(Items from a dataset)

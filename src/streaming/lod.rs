//! Level of Detail (LOD) selection for active chunks
//!
//! Each active chunk gets a detail tier from its distance to the viewpoint.
//! The tier is recomputed every tick and consumed by the mesh builder; the
//! engine itself does not change behavior per tier.

/// Default tier thresholds in world units
/// - LOD 0: 0-64
/// - LOD 1: 64-128
/// - LOD 2: 128-256
/// - LOD 3: 256-512
/// - LOD 4: 512-1024
/// - LOD 5: 1024+
pub const LOD_DISTANCES: [f32; 6] = [64.0, 128.0, 256.0, 512.0, 1024.0, f32::MAX];

/// Maximum LOD level with the default table
pub const MAX_LOD: u32 = 5;

/// Configuration for LOD selection
#[derive(Clone, Debug, PartialEq)]
pub struct LodConfig {
    /// Upper distance bound (exclusive) of each tier, ascending
    pub distances: Vec<f32>,
}

impl Default for LodConfig {
    fn default() -> Self {
        Self {
            distances: LOD_DISTANCES.to_vec(),
        }
    }
}

impl LodConfig {
    pub fn new(distances: Vec<f32>) -> Self {
        Self { distances }
    }

    /// Highest tier this table can produce
    pub fn max_lod(&self) -> u32 {
        self.distances.len().saturating_sub(1) as u32
    }
}

/// Calculate LOD level from distance
///
/// Distances past the last threshold clamp to the last tier.
///
/// # Examples
/// ```
/// use strata::streaming::lod::{lod_from_distance, LodConfig};
///
/// let config = LodConfig::default();
/// assert_eq!(lod_from_distance(&config, 32.0), 0);
/// assert_eq!(lod_from_distance(&config, 96.0), 1);
/// assert_eq!(lod_from_distance(&config, 200.0), 2);
/// assert_eq!(lod_from_distance(&config, 2000.0), 5);
/// ```
pub fn lod_from_distance(config: &LodConfig, distance: f32) -> u32 {
    for (level, &max_dist) in config.distances.iter().enumerate() {
        if distance < max_dist {
            return level as u32;
        }
    }
    config.max_lod()
}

→ **TASK DETAILS**
In the records above, locate each line with the word "streaming". Copy all such lines.

→ **RESPONSE TO THE TASK**
filename src/streaming/lod.rs
/// use strata::streaming::lod::{lod_from_distance, LodConfig};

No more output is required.